Another issue that can arise in the City's lakes is an increase in the naturally occurring bacteria that can cause avian botulism. Avian (bird) botulism is a serious disease which causes progressive weakness, paralysis and death in waterbirds. For more information please refer to the Avian botulism information sheet.
Please report any sick or injured birds to the City of Belmont or the Department of Biodiversity, Conservation and Attraction's WILDCARE Helpline on 9474 9055. The Helpline operates 24 hours a day, seven days a week to provide immediate assistance for sick, injured or orphaned native animals.

Swooping Magpies​

The natural behaviour of magpies is to defend their territory to protect eggs and young from attack during the nesting season, generally between August to October each year. For more information on how to avoid issues with swooping magpies, refer to the Department of Parks and Wildlife website
If you feel a swooping magpie has become a danger to people, it can be reported to the Wildcare Helpline on 9474 9055.

Australian White Ibis​

Each year the Australian White Ibis breeds in several City reserves, including Tomato Lake.

The ibis is a protected native species present in increased numbers in the Perth metropolitan area, due to our rubbish and organics (food waste). Due to the large distances that ibis travel (up to hundreds of kilometres per day), the issue extends throughout the Perth Metropolitan region and as such, must be addressed at a regional scale to be effective.

The City keeps informed of new information available through the Perth Airport Bird and Animal Hazard Management Advisory Committee and the Australian White Ibis Study coordinated by the Mindarie Regional Council. The City has also advocated to West Australian Local Government Association (WALGA) support for a regional control programme.
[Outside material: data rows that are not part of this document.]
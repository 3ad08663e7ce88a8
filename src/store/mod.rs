//! Ports to the surrounding application's persistence and push
//! delivery. The lifecycle manager and dispatcher only ever talk to
//! these traits; `MemoryStore` and `SqliteStore` are the bundled
//! implementations.

mod memory;
mod sqlite;

pub use memory::{MemoryStore, RecordingPush};
pub use sqlite::SqliteStore;

use async_trait::async_trait;
use chrono::{DateTime, Utc};
use uuid::Uuid;

use crate::entity::{
    EscalationLevel, EscalationRecord, EscalationStatus, NotificationEvent,
    NotificationPreferences, NotificationPriority, Post,
};
use crate::error::Result;

/// Update payload for an escalation record. Unset fields are left
/// untouched by the store.
#[derive(Debug, Default, Clone)]
pub struct EscalationUpdate {
    pub status: Option<EscalationStatus>,
    pub assigned_to: Option<Option<Uuid>>, // Some(None) to clear, Some(Some(id)) to set
    pub resolved_at: Option<Option<DateTime<Utc>>>,
    pub notes: Option<Option<String>>,
}

#[async_trait]
pub trait PostStore: Send + Sync {
    async fn get_post(&self, id: Uuid) -> Result<Option<Post>>;

    /// Records the classifier outcome on the post. Returns false when
    /// the post is unknown or already carries an escalation level; the
    /// level is set once and never silently overwritten.
    async fn mark_escalated(
        &self,
        id: Uuid,
        level: EscalationLevel,
        reason: &str,
    ) -> Result<bool>;

    /// Explicit re-detection path: overwrites the stored level and
    /// reason. Returns false when the post is unknown.
    async fn overwrite_escalation(
        &self,
        id: Uuid,
        level: EscalationLevel,
        reason: &str,
    ) -> Result<bool>;
}

#[async_trait]
pub trait EscalationStore: Send + Sync {
    /// Fails with `DuplicateEscalation` when a record already exists
    /// for the post.
    async fn create_escalation(&self, record: &EscalationRecord) -> Result<()>;

    async fn get_escalation(&self, id: Uuid) -> Result<Option<EscalationRecord>>;

    /// Applies the provided fields only. Returns the updated record,
    /// or None for an unknown id.
    async fn update_escalation(
        &self,
        id: Uuid,
        update: &EscalationUpdate,
    ) -> Result<Option<EscalationRecord>>;

    /// Records whose status is not terminal.
    async fn open_escalations(&self) -> Result<Vec<EscalationRecord>>;
}

#[async_trait]
pub trait NotificationStore: Send + Sync {
    async fn create_notification(&self, event: &NotificationEvent) -> Result<()>;

    /// Unread events for a user, oldest first.
    async fn unread_notifications(&self, user_id: Uuid) -> Result<Vec<NotificationEvent>>;

    async fn mark_read(&self, id: Uuid) -> Result<bool>;

    /// Clears the scheduled flag once a deferred delivery fires.
    async fn mark_delivered(&self, id: Uuid) -> Result<bool>;
}

#[async_trait]
pub trait UserGateway: Send + Sync {
    /// None means the user never saved preferences; callers default.
    async fn preferences(&self, user_id: Uuid) -> Result<Option<NotificationPreferences>>;

    /// None means the user has no registered device.
    async fn push_token(&self, user_id: Uuid) -> Result<Option<String>>;
}

/// One outbound push invocation.
#[derive(Debug, Clone)]
pub struct PushMessage {
    pub token: String,
    pub title: String,
    pub body: String,
    pub data: serde_json::Value,
    pub priority: NotificationPriority,
}

#[async_trait]
pub trait PushDelivery: Send + Sync {
    async fn push(&self, message: PushMessage) -> Result<()>;
}
//! SQLite-backed store for escalations and notifications.
//!
//! The unique index on escalations(post_id) closes the race where two
//! writers both try to open an escalation for the same post: the
//! second insert fails with `DuplicateEscalation`.

use std::path::{Path, PathBuf};
use std::sync::Mutex;

use async_trait::async_trait;
use chrono::{DateTime, Utc};
use rusqlite::{params, Connection, OptionalExtension};
use uuid::Uuid;

use crate::entity::{EscalationRecord, NotificationEvent};
use crate::error::{HavenError, Result};

use super::{EscalationStore, EscalationUpdate, NotificationStore};

const STORE_DB: &str = "haven.db";

pub struct SqliteStore {
    conn: Mutex<Connection>,
    #[allow(dead_code)]
    path: Option<PathBuf>,
}

impl SqliteStore {
    /// Open or create the store database in the given directory.
    pub fn open(dir: &Path) -> Result<Self> {
        let path = dir.join(STORE_DB);
        let conn = Connection::open(&path)?;

        let store = Self {
            conn: Mutex::new(conn),
            path: Some(path),
        };
        store.init_schema()?;
        Ok(store)
    }

    /// Transient store for tests.
    pub fn open_in_memory() -> Result<Self> {
        let store = Self {
            conn: Mutex::new(Connection::open_in_memory()?),
            path: None,
        };
        store.init_schema()?;
        Ok(store)
    }

    fn init_schema(&self) -> Result<()> {
        let conn = self.conn.lock().unwrap();

        conn.execute(
            "CREATE TABLE IF NOT EXISTS escalations (
                id TEXT PRIMARY KEY,
                post_id TEXT NOT NULL,
                level TEXT NOT NULL,
                reason TEXT NOT NULL,
                detected_at TEXT NOT NULL,
                assigned_to TEXT,
                status TEXT NOT NULL,
                resolved_at TEXT,
                notes TEXT
            )",
            [],
        )?;

        // One escalation per post, enforced at the storage boundary.
        conn.execute(
            "CREATE UNIQUE INDEX IF NOT EXISTS idx_escalations_post ON escalations(post_id)",
            [],
        )?;

        conn.execute(
            "CREATE TABLE IF NOT EXISTS notifications (
                id TEXT PRIMARY KEY,
                user_id TEXT NOT NULL,
                type TEXT NOT NULL,
                title TEXT NOT NULL,
                body TEXT NOT NULL,
                data TEXT NOT NULL,
                priority TEXT NOT NULL,
                scheduled INTEGER NOT NULL,
                read INTEGER NOT NULL,
                created_at TEXT NOT NULL
            )",
            [],
        )?;

        conn.execute(
            "CREATE INDEX IF NOT EXISTS idx_notifications_user ON notifications(user_id, read)",
            [],
        )?;

        Ok(())
    }
}

fn parse_error(what: &str, value: impl std::fmt::Display) -> HavenError {
    HavenError::Storage(format!("cannot parse {}: {}", what, value))
}

fn parse_uuid(s: &str) -> Result<Uuid> {
    s.parse().map_err(|_| parse_error("uuid", s))
}

fn parse_time(s: &str) -> Result<DateTime<Utc>> {
    DateTime::parse_from_rfc3339(s)
        .map(|dt| dt.with_timezone(&Utc))
        .map_err(|_| parse_error("timestamp", s))
}

fn escalation_from_row(row: &rusqlite::Row<'_>) -> rusqlite::Result<RawEscalation> {
    Ok(RawEscalation {
        id: row.get(0)?,
        post_id: row.get(1)?,
        level: row.get(2)?,
        reason: row.get(3)?,
        detected_at: row.get(4)?,
        assigned_to: row.get(5)?,
        status: row.get(6)?,
        resolved_at: row.get(7)?,
        notes: row.get(8)?,
    })
}

/// Column values as stored, before parsing into domain types.
struct RawEscalation {
    id: String,
    post_id: String,
    level: String,
    reason: String,
    detected_at: String,
    assigned_to: Option<String>,
    status: String,
    resolved_at: Option<String>,
    notes: Option<String>,
}

impl RawEscalation {
    fn into_record(self) -> Result<EscalationRecord> {
        Ok(EscalationRecord {
            id: parse_uuid(&self.id)?,
            post_id: parse_uuid(&self.post_id)?,
            level: self
                .level
                .parse()
                .map_err(|_| parse_error("escalation level", &self.level))?,
            reason: self.reason,
            detected_at: parse_time(&self.detected_at)?,
            assigned_to: match self.assigned_to {
                Some(s) => Some(parse_uuid(&s)?),
                None => None,
            },
            status: self
                .status
                .parse()
                .map_err(|_| parse_error("escalation status", &self.status))?,
            resolved_at: match self.resolved_at {
                Some(s) => Some(parse_time(&s)?),
                None => None,
            },
            notes: self.notes,
        })
    }
}

#[async_trait]
impl EscalationStore for SqliteStore {
    async fn create_escalation(&self, record: &EscalationRecord) -> Result<()> {
        let conn = self.conn.lock().unwrap();
        let result = conn.execute(
            "INSERT INTO escalations
             (id, post_id, level, reason, detected_at, assigned_to, status, resolved_at, notes)
             VALUES (?1, ?2, ?3, ?4, ?5, ?6, ?7, ?8, ?9)",
            params![
                record.id.to_string(),
                record.post_id.to_string(),
                record.level.to_string(),
                record.reason,
                record.detected_at.to_rfc3339(),
                record.assigned_to.map(|id| id.to_string()),
                record.status.to_string(),
                record.resolved_at.map(|t| t.to_rfc3339()),
                record.notes,
            ],
        );

        match result {
            Ok(_) => Ok(()),
            Err(rusqlite::Error::SqliteFailure(e, _))
                if e.code == rusqlite::ErrorCode::ConstraintViolation =>
            {
                Err(HavenError::DuplicateEscalation(record.post_id))
            }
            Err(e) => Err(e.into()),
        }
    }

    async fn get_escalation(&self, id: Uuid) -> Result<Option<EscalationRecord>> {
        let conn = self.conn.lock().unwrap();
        let raw = conn
            .query_row(
                "SELECT id, post_id, level, reason, detected_at, assigned_to, status, resolved_at, notes
                 FROM escalations WHERE id = ?1",
                [id.to_string()],
                escalation_from_row,
            )
            .optional()?;
        raw.map(RawEscalation::into_record).transpose()
    }

    async fn update_escalation(
        &self,
        id: Uuid,
        update: &EscalationUpdate,
    ) -> Result<Option<EscalationRecord>> {
        let Some(mut record) = self.get_escalation(id).await? else {
            return Ok(None);
        };
        if let Some(status) = update.status {
            record.status = status;
        }
        if let Some(assigned_to) = update.assigned_to {
            record.assigned_to = assigned_to;
        }
        if let Some(resolved_at) = update.resolved_at {
            record.resolved_at = resolved_at;
        }
        if let Some(ref notes) = update.notes {
            record.notes = notes.clone();
        }

        let conn = self.conn.lock().unwrap();
        conn.execute(
            "UPDATE escalations
             SET status = ?2, assigned_to = ?3, resolved_at = ?4, notes = ?5
             WHERE id = ?1",
            params![
                id.to_string(),
                record.status.to_string(),
                record.assigned_to.map(|u| u.to_string()),
                record.resolved_at.map(|t| t.to_rfc3339()),
                record.notes,
            ],
        )?;
        Ok(Some(record))
    }

    async fn open_escalations(&self) -> Result<Vec<EscalationRecord>> {
        let conn = self.conn.lock().unwrap();
        let mut stmt = conn.prepare(
            "SELECT id, post_id, level, reason, detected_at, assigned_to, status, resolved_at, notes
             FROM escalations WHERE status IN ('pending', 'in-progress')",
        )?;
        let raws = stmt
            .query_map([], escalation_from_row)?
            .collect::<std::result::Result<Vec<_>, _>>()?;
        raws.into_iter().map(RawEscalation::into_record).collect()
    }
}

#[async_trait]
impl NotificationStore for SqliteStore {
    async fn create_notification(&self, event: &NotificationEvent) -> Result<()> {
        let conn = self.conn.lock().unwrap();
        conn.execute(
            "INSERT OR REPLACE INTO notifications
             (id, user_id, type, title, body, data, priority, scheduled, read, created_at)
             VALUES (?1, ?2, ?3, ?4, ?5, ?6, ?7, ?8, ?9, ?10)",
            params![
                event.id.to_string(),
                event.user_id.to_string(),
                event.kind.to_string(),
                event.title,
                event.body,
                event.data.to_string(),
                event.priority.to_string(),
                event.scheduled,
                event.read,
                event.created_at.to_rfc3339(),
            ],
        )?;
        Ok(())
    }

    async fn unread_notifications(&self, user_id: Uuid) -> Result<Vec<NotificationEvent>> {
        let conn = self.conn.lock().unwrap();
        let mut stmt = conn.prepare(
            "SELECT id, user_id, type, title, body, data, priority, scheduled, read, created_at
             FROM notifications WHERE user_id = ?1 AND read = 0
             ORDER BY created_at ASC",
        )?;
        let rows = stmt
            .query_map([user_id.to_string()], |row| {
                Ok((
                    row.get::<_, String>(0)?,
                    row.get::<_, String>(1)?,
                    row.get::<_, String>(2)?,
                    row.get::<_, String>(3)?,
                    row.get::<_, String>(4)?,
                    row.get::<_, String>(5)?,
                    row.get::<_, String>(6)?,
                    row.get::<_, bool>(7)?,
                    row.get::<_, bool>(8)?,
                    row.get::<_, String>(9)?,
                ))
            })?
            .collect::<std::result::Result<Vec<_>, _>>()?;

        rows.into_iter()
            .map(
                |(id, user, kind, title, body, data, priority, scheduled, read, created_at)| {
                    Ok(NotificationEvent {
                        id: parse_uuid(&id)?,
                        user_id: parse_uuid(&user)?,
                        kind: kind
                            .parse()
                            .map_err(|_| parse_error("notification type", &kind))?,
                        title,
                        body,
                        data: serde_json::from_str(&data)?,
                        priority: priority
                            .parse()
                            .map_err(|_| parse_error("notification priority", &priority))?,
                        scheduled,
                        read,
                        created_at: parse_time(&created_at)?,
                    })
                },
            )
            .collect()
    }

    async fn mark_read(&self, id: Uuid) -> Result<bool> {
        let conn = self.conn.lock().unwrap();
        let changed = conn.execute(
            "UPDATE notifications SET read = 1 WHERE id = ?1",
            [id.to_string()],
        )?;
        Ok(changed > 0)
    }

    async fn mark_delivered(&self, id: Uuid) -> Result<bool> {
        let conn = self.conn.lock().unwrap();
        let changed = conn.execute(
            "UPDATE notifications SET scheduled = 0 WHERE id = ?1",
            [id.to_string()],
        )?;
        Ok(changed > 0)
    }
}

impl From<rusqlite::Error> for HavenError {
    fn from(e: rusqlite::Error) -> Self {
        HavenError::Storage(format!("SQLite error: {}", e))
    }
}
Regarding management of ibis, the City relies on the advice of the Department of Biodiversity, Conservation and Attractions – Ibis Fauna Note available here.

The City actively discourages feeding of wildlife including ibis through the EMRC’s Healthy Wildlife: Healthy Lives project, and regularly removes litter from parks.
What can the community do?

Reduce organics (food waste) disposed to landfill, as this is a key food source for the ibis, which can travel hundreds of kilometres per day. The City supports our community to reduce food waste through:
  • Discounts are available to City of Belmont residents for worm farms, compost bins and bokashi buckets through Switch your thinking’s Rewards for Residents Program.
To reduce the food available to ibis, park visitors are encouraged to:
  • Wrap any food scraps and place in a bin immediately;
  • Not to feed the ibis or any other waterbirds.
The City appreciates your cooperation with the above.
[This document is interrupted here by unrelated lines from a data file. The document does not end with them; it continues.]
//! Escalation lifecycle: triage of new posts, record creation,
//! forward-only status transitions, responder assignment, and the
//! responder queue ordering.

use std::sync::Arc;

use chrono::Utc;
use uuid::Uuid;

use crate::classify::{priority_score, Classification, EscalationClassifier};
use crate::entity::{EscalationLevel, EscalationRecord, NotificationType, Post, PostCategory};
use crate::error::{HavenError, Result};
use crate::notify::Dispatcher;
use crate::sink::{FailureSink, TracingSink};
use crate::store::{EscalationStore, EscalationUpdate, PostStore};

pub struct EscalationManager {
    classifier: EscalationClassifier,
    posts: Arc<dyn PostStore>,
    escalations: Arc<dyn EscalationStore>,
    dispatcher: Arc<Dispatcher>,
    failures: Arc<dyn FailureSink>,
}

impl EscalationManager {
    pub fn new(
        classifier: EscalationClassifier,
        posts: Arc<dyn PostStore>,
        escalations: Arc<dyn EscalationStore>,
        dispatcher: Arc<Dispatcher>,
    ) -> Self {
        Self {
            classifier,
            posts,
            escalations,
            dispatcher,
            failures: Arc::new(TracingSink),
        }
    }

    pub fn with_failure_sink(mut self, failures: Arc<dyn FailureSink>) -> Self {
        self.failures = failures;
        self
    }

    /// Classifies a fresh post and, when it crosses the escalation
    /// bar, opens a record and marks the post. Failures degrade to a
    /// post left un-escalated; the posting flow is never blocked.
    pub async fn process_new_post(&self, post: &Post) -> Option<EscalationRecord> {
        if !self.classifier.should_escalate(post) {
            return None;
        }

        let classification = self.classifier.classify(post);
        let (level, reason) = effective_level(post, &classification);

        let record = EscalationRecord::new(post.id, level, reason);
        match self.escalations.create_escalation(&record).await {
            Ok(()) => {}
            Err(HavenError::DuplicateEscalation(_)) => {
                tracing::debug!(post_id = %post.id, "escalation already open for post");
                return None;
            }
            Err(e) => {
                self.failures.record("create escalation", &e);
                return None;
            }
        }
        tracing::info!(post_id = %post.id, level = %record.level, "escalation opened");

        if let Err(e) = self
            .posts
            .mark_escalated(post.id, record.level, &record.reason)
            .await
        {
            self.failures.record("mark post escalated", &e);
        }

        Some(record)
    }

    /// Conscious re-classification of an existing post; overwrites the
    /// stored level and reason. Returns None for an unknown post.
    pub async fn redetect(&self, post_id: Uuid) -> Option<Classification> {
        let post = match self.posts.get_post(post_id).await {
            Ok(Some(post)) => post,
            Ok(None) => return None,
            Err(e) => {
                self.failures.record("load post for re-detection", &e);
                return None;
            }
        };

        let classification = self.classifier.classify(&post);
        if let Err(e) = self
            .posts
            .overwrite_escalation(post_id, classification.level, &classification.reason)
            .await
        {
            self.failures.record("store re-detection result", &e);
        }
        Some(classification)
    }

    /// Opens a record directly, e.g. from a moderator action. Fails
    /// with `DuplicateEscalation` when the post already has one.
    pub async fn create(
        &self,
        post_id: Uuid,
        level: EscalationLevel,
        reason: String,
        assigned_to: Option<Uuid>,
    ) -> Result<EscalationRecord> {
        let mut record = EscalationRecord::new(post_id, level, reason);
        record.assigned_to = assigned_to;
        self.escalations.create_escalation(&record).await?;

        if let Some(responder) = assigned_to {
            self.notify_assignment(&record, responder).await;
        }
        Ok(record)
    }

    pub async fn get(&self, id: Uuid) -> Result<Option<EscalationRecord>> {
        self.escalations.get_escalation(id).await
    }

    /// Partial update; unspecified fields are untouched. Returns None
    /// for an unknown id; backward status moves are rejected. Newly
    /// assigning a responder dispatches a critical notification to
    /// them, whatever the escalation's own level.
    pub async fn update(
        &self,
        id: Uuid,
        mut update: EscalationUpdate,
    ) -> Result<Option<EscalationRecord>> {
        let Some(current) = self.escalations.get_escalation(id).await? else {
            return Ok(None);
        };

        if let Some(next) = update.status {
            if next != current.status && !current.status.can_transition_to(next) {
                return Err(HavenError::InvalidTransition {
                    from: current.status.to_string(),
                    to: next.to_string(),
                });
            }
            if next.is_terminal() && update.resolved_at.is_none() {
                update.resolved_at = Some(Some(Utc::now()));
            }
        }

        let previous_assignee = current.assigned_to;
        let Some(updated) = self.escalations.update_escalation(id, &update).await? else {
            return Ok(None);
        };

        if let Some(Some(responder)) = update.assigned_to {
            if previous_assignee != Some(responder) {
                self.notify_assignment(&updated, responder).await;
            }
        }

        Ok(Some(updated))
    }

    /// Open escalations, most severe and oldest first.
    pub async fn open_queue(&self) -> Result<Vec<EscalationRecord>> {
        let mut open = self.escalations.open_escalations().await?;
        let now = Utc::now();
        open.sort_by(|a, b| {
            priority_score(b.level, b.detected_at, now)
                .partial_cmp(&priority_score(a.level, a.detected_at, now))
                .unwrap_or(std::cmp::Ordering::Equal)
        });
        Ok(open)
    }

    async fn notify_assignment(&self, record: &EscalationRecord, responder: Uuid) {
        let data = serde_json::json!({
            "escalation_id": record.id,
            "post_id": record.post_id,
            "level": record.level.to_string(),
        });
        let receipt = self
            .dispatcher
            .send(
                responder,
                NotificationType::EscalationAssigned,
                "Escalation assigned to you".to_string(),
                format!("A {} escalation needs your attention", record.level),
                Some(data),
            )
            .await;
        if receipt.is_none() {
            tracing::warn!(escalation_id = %record.id, %responder, "assignment notification not dispatched");
        }
    }
}

/// The classifier's level when it produced one; otherwise the reason
/// the post crossed the bar (crisis category or repeated reports).
fn effective_level(post: &Post, classification: &Classification) -> (EscalationLevel, String) {
    if classification.level != EscalationLevel::None {
        return (classification.level, classification.reason.clone());
    }
    if post.category == PostCategory::Crisis {
        return (
            EscalationLevel::High,
            "posted in the crisis category".to_string(),
        );
    }
    (
        EscalationLevel::Medium,
        format!("reported {} times", post.reported_count),
    )
}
In spring and summer, many reptiles emerge to bask in the sun. During this time you should take precautions to minimise the chance of encountering snakes.

Remember, snakes are an integral part of the natural environment and play an important role in wildlife ecosystems.
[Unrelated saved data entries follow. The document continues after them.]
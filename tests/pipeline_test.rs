use std::sync::Arc;

use async_trait::async_trait;
use chrono::{TimeZone, Utc};
use uuid::Uuid;

use haven::classify::EscalationClassifier;
use haven::entity::{
    EscalationLevel, EscalationStatus, NotificationEvent, NotificationPreferences,
    NotificationPriority, NotificationType, Post, PostCategory, PostStatus,
};
use haven::error::{HavenError, Result};
use haven::escalation::EscalationManager;
use haven::notify::Dispatcher;
use haven::signal::SignalExtractor;
use haven::sink::RecordingSink;
use haven::store::{
    EscalationUpdate, MemoryStore, NotificationStore, PostStore, RecordingPush,
};

struct Fixture {
    store: Arc<MemoryStore>,
    push: Arc<RecordingPush>,
    dispatcher: Arc<Dispatcher>,
    manager: EscalationManager,
    sink: Arc<RecordingSink>,
}

fn fixture() -> Fixture {
    let store = Arc::new(MemoryStore::new());
    let push = Arc::new(RecordingPush::new());
    let sink = Arc::new(RecordingSink::new());
    let dispatcher = Arc::new(
        Dispatcher::new(store.clone(), store.clone(), push.clone())
            .with_failure_sink(sink.clone()),
    );
    let manager = EscalationManager::new(
        EscalationClassifier::default(),
        store.clone(),
        store.clone(),
        dispatcher.clone(),
    )
    .with_failure_sink(sink.clone());

    Fixture {
        store,
        push,
        dispatcher,
        manager,
        sink,
    }
}

fn post(category: PostCategory, title: &str, content: &str) -> Post {
    Post::new(
        Uuid::new_v4(),
        category,
        title.to_string(),
        content.to_string(),
    )
}

fn midday() -> chrono::DateTime<Utc> {
    Utc.with_ymd_and_hms(2025, 3, 10, 12, 0, 0).unwrap()
}

fn late_night() -> chrono::DateTime<Utc> {
    Utc.with_ymd_and_hms(2025, 3, 10, 23, 0, 0).unwrap()
}

#[tokio::test]
async fn test_crisis_post_escalates_and_notifies_responder() {
    let f = fixture();
    let p = post(
        PostCategory::General,
        "I give up",
        "I want to kill myself, there is no reason to live",
    );
    f.store.insert_post(p.clone());

    let record = f.manager.process_new_post(&p).await.expect("escalation");
    assert_eq!(record.level, EscalationLevel::Critical);
    assert_eq!(record.status, EscalationStatus::Pending);

    let stored = f.store.get_post(p.id).await.unwrap().unwrap();
    assert_eq!(stored.status, PostStatus::Escalated);
    assert_eq!(stored.escalation_level, Some(EscalationLevel::Critical));

    // Assigning a responder dispatches a critical notification to them
    // immediately, even though assignment is independent of the level.
    let responder = Uuid::new_v4();
    f.store.set_push_token(responder, "token-1".to_string());
    let update = EscalationUpdate {
        assigned_to: Some(Some(responder)),
        ..Default::default()
    };
    let updated = f.manager.update(record.id, update).await.unwrap().unwrap();
    assert_eq!(updated.assigned_to, Some(responder));

    let pushed = f.push.messages();
    assert_eq!(pushed.len(), 1);
    assert_eq!(pushed[0].token, "token-1");
    assert_eq!(pushed[0].priority, NotificationPriority::Critical);
    assert!(f.sink.entries().is_empty());
}

#[tokio::test]
async fn test_exam_panic_post_flows_through_extractor_and_classifier() {
    let f = fixture();
    let p = post(
        PostCategory::Academic,
        "Panic before exam",
        "I'm having anxiety and panic attacks, my deadline is tomorrow and I feel hopeless",
    );
    f.store.insert_post(p.clone());

    let extractor = SignalExtractor::default();
    let guess = extractor.categorize(&p.title, &p.content, Some(p.category));
    assert!(
        guess.category == PostCategory::MentalHealth || guess.category == PostCategory::Academic
    );
    assert!(guess.confidence > 0.0);

    let record = f.manager.process_new_post(&p).await.expect("escalation");
    assert!(record.level >= EscalationLevel::Medium);
    assert!(!record.reason.is_empty());
}

#[tokio::test]
async fn test_duplicate_escalation_race_yields_single_record() {
    let f = fixture();
    let p = post(PostCategory::Crisis, "need to talk", "everything is falling apart");
    f.store.insert_post(p.clone());

    let first = f.manager.process_new_post(&p).await;
    let second = f.manager.process_new_post(&p).await;
    assert!(first.is_some());
    assert!(second.is_none());
}

#[tokio::test]
async fn test_quiet_hours_defer_and_cancel() {
    let f = fixture();
    let user = Uuid::new_v4();
    f.store.set_push_token(user, "token-2".to_string());

    let receipt = f
        .dispatcher
        .send_at(
            user,
            NotificationType::NewReply,
            "New reply".to_string(),
            "Someone replied".to_string(),
            None,
            late_night(),
        )
        .await
        .expect("receipt");

    assert!(receipt.scheduled);
    assert_eq!(f.dispatcher.pending_deliveries(), 1);
    assert!(f.push.messages().is_empty());

    let stored = f.store.notification(receipt.notification_id).unwrap();
    assert!(stored.scheduled);

    // Cancellation is only possible before the timer fires.
    assert!(f.dispatcher.cancel_scheduled(receipt.notification_id));
    assert!(!f.dispatcher.cancel_scheduled(receipt.notification_id));
}

#[tokio::test]
async fn test_below_threshold_is_silently_filtered() {
    let f = fixture();
    let user = Uuid::new_v4();
    let mut prefs = NotificationPreferences::default_for(user);
    prefs.priority_threshold = NotificationPriority::High;
    f.store.set_preferences(prefs);

    let receipt = f
        .dispatcher
        .send_at(
            user,
            NotificationType::NewReply,
            "New reply".to_string(),
            String::new(),
            None,
            midday(),
        )
        .await;

    assert!(receipt.is_none());
    assert_eq!(f.store.notification_count(), 0);
    assert!(f.push.messages().is_empty());
}

#[tokio::test]
async fn test_digest_summarizes_unread_events() {
    let f = fixture();
    let user = Uuid::new_v4();
    f.store.set_push_token(user, "token-3".to_string());
    let now = midday();

    for _ in 0..3 {
        let mut event = NotificationEvent::new(
            user,
            NotificationType::NewReply,
            "New reply".to_string(),
            String::new(),
            serde_json::Value::Null,
        );
        event.created_at = now - chrono::Duration::minutes(10);
        f.store.create_notification(&event).await.unwrap();
    }
    for _ in 0..2 {
        let mut event = NotificationEvent::new(
            user,
            NotificationType::BadgeEarned,
            "Badge earned".to_string(),
            String::new(),
            serde_json::Value::Null,
        );
        event.created_at = now - chrono::Duration::minutes(10);
        f.store.create_notification(&event).await.unwrap();
    }

    let receipt = f.dispatcher.build_digest_at(user, now).await.expect("digest");
    assert!(!receipt.scheduled);

    let digest = f.store.notification(receipt.notification_id).unwrap();
    assert_eq!(digest.kind, NotificationType::System);
    assert!(digest.body.contains("3 new replies"));
    assert!(digest.body.contains("2 badges earned"));
    assert_eq!(digest.data["total"], 5);

    let pushed = f.push.messages();
    assert_eq!(pushed.len(), 1);
    assert!(pushed[0].body.contains("3 new replies"));
}

#[tokio::test]
async fn test_backward_transition_rejected_and_resolution_stamped() {
    let f = fixture();
    let record = f
        .manager
        .create(Uuid::new_v4(), EscalationLevel::High, "manual".to_string(), None)
        .await
        .unwrap();

    let update = EscalationUpdate {
        status: Some(EscalationStatus::Resolved),
        ..Default::default()
    };
    let resolved = f.manager.update(record.id, update).await.unwrap().unwrap();
    assert_eq!(resolved.status, EscalationStatus::Resolved);
    assert!(resolved.resolved_at.is_some());

    let backward = EscalationUpdate {
        status: Some(EscalationStatus::InProgress),
        ..Default::default()
    };
    let err = f.manager.update(record.id, backward).await.unwrap_err();
    assert!(matches!(err, HavenError::InvalidTransition { .. }));
}

#[tokio::test]
async fn test_open_queue_orders_by_severity_then_age() {
    let f = fixture();
    let low = f
        .manager
        .create(Uuid::new_v4(), EscalationLevel::Low, "low".to_string(), None)
        .await
        .unwrap();
    let critical = f
        .manager
        .create(Uuid::new_v4(), EscalationLevel::Critical, "crit".to_string(), None)
        .await
        .unwrap();

    let queue = f.manager.open_queue().await.unwrap();
    assert_eq!(queue.len(), 2);
    assert_eq!(queue[0].id, critical.id);
    assert_eq!(queue[1].id, low.id);
}

/// Store that fails every write, for observing degraded dispatch.
struct FailingNotifications;

#[async_trait]
impl NotificationStore for FailingNotifications {
    async fn create_notification(&self, _event: &NotificationEvent) -> Result<()> {
        Err(HavenError::Storage("disk full".to_string()))
    }

    async fn unread_notifications(&self, _user_id: Uuid) -> Result<Vec<NotificationEvent>> {
        Err(HavenError::Storage("disk full".to_string()))
    }

    async fn mark_read(&self, _id: Uuid) -> Result<bool> {
        Err(HavenError::Storage("disk full".to_string()))
    }

    async fn mark_delivered(&self, _id: Uuid) -> Result<bool> {
        Err(HavenError::Storage("disk full".to_string()))
    }
}

#[tokio::test]
async fn test_persistence_failure_degrades_without_raising() {
    let store = Arc::new(MemoryStore::new());
    let push = Arc::new(RecordingPush::new());
    let sink = Arc::new(RecordingSink::new());
    let dispatcher = Dispatcher::new(
        Arc::new(FailingNotifications),
        store.clone(),
        push.clone(),
    )
    .with_failure_sink(sink.clone());

    let receipt = dispatcher
        .send_at(
            Uuid::new_v4(),
            NotificationType::NewReply,
            "New reply".to_string(),
            String::new(),
            None,
            midday(),
        )
        .await;

    assert!(receipt.is_none());
    assert!(push.messages().is_empty());
    let failures = sink.entries();
    assert_eq!(failures.len(), 1);
    assert_eq!(failures[0].0, "persist notification");
}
If you see a snake in a park or reserve, please contact the City of Belmont Parks and Environment Department on 9477 7257.

Do not approach or aggravate it in any way. Most bites occur when people accidentally step on snakes, or while attempting to kill them.

If you find a snake in your garden or house please contact the Wildcare Helpline 9474 9055 to be referred to a volunteer reptile remover.

For more information on dealing with snakes, please visit the Department of Parks and Wildlife website or contact  the Department on 9219 9840.

Feeding Wild Birds and Animals


Our native fauna, especially the birds and mammals, are particularly appealing to many people. Many animals can become habituated to the presence of people and soon learn to take advantage of food refuse and offerings. Though this is usually done with good intent, feeding wild animals can upset the balance of nature. For further information on why you should not feed wild birds or animals please refer to the Information Sheet.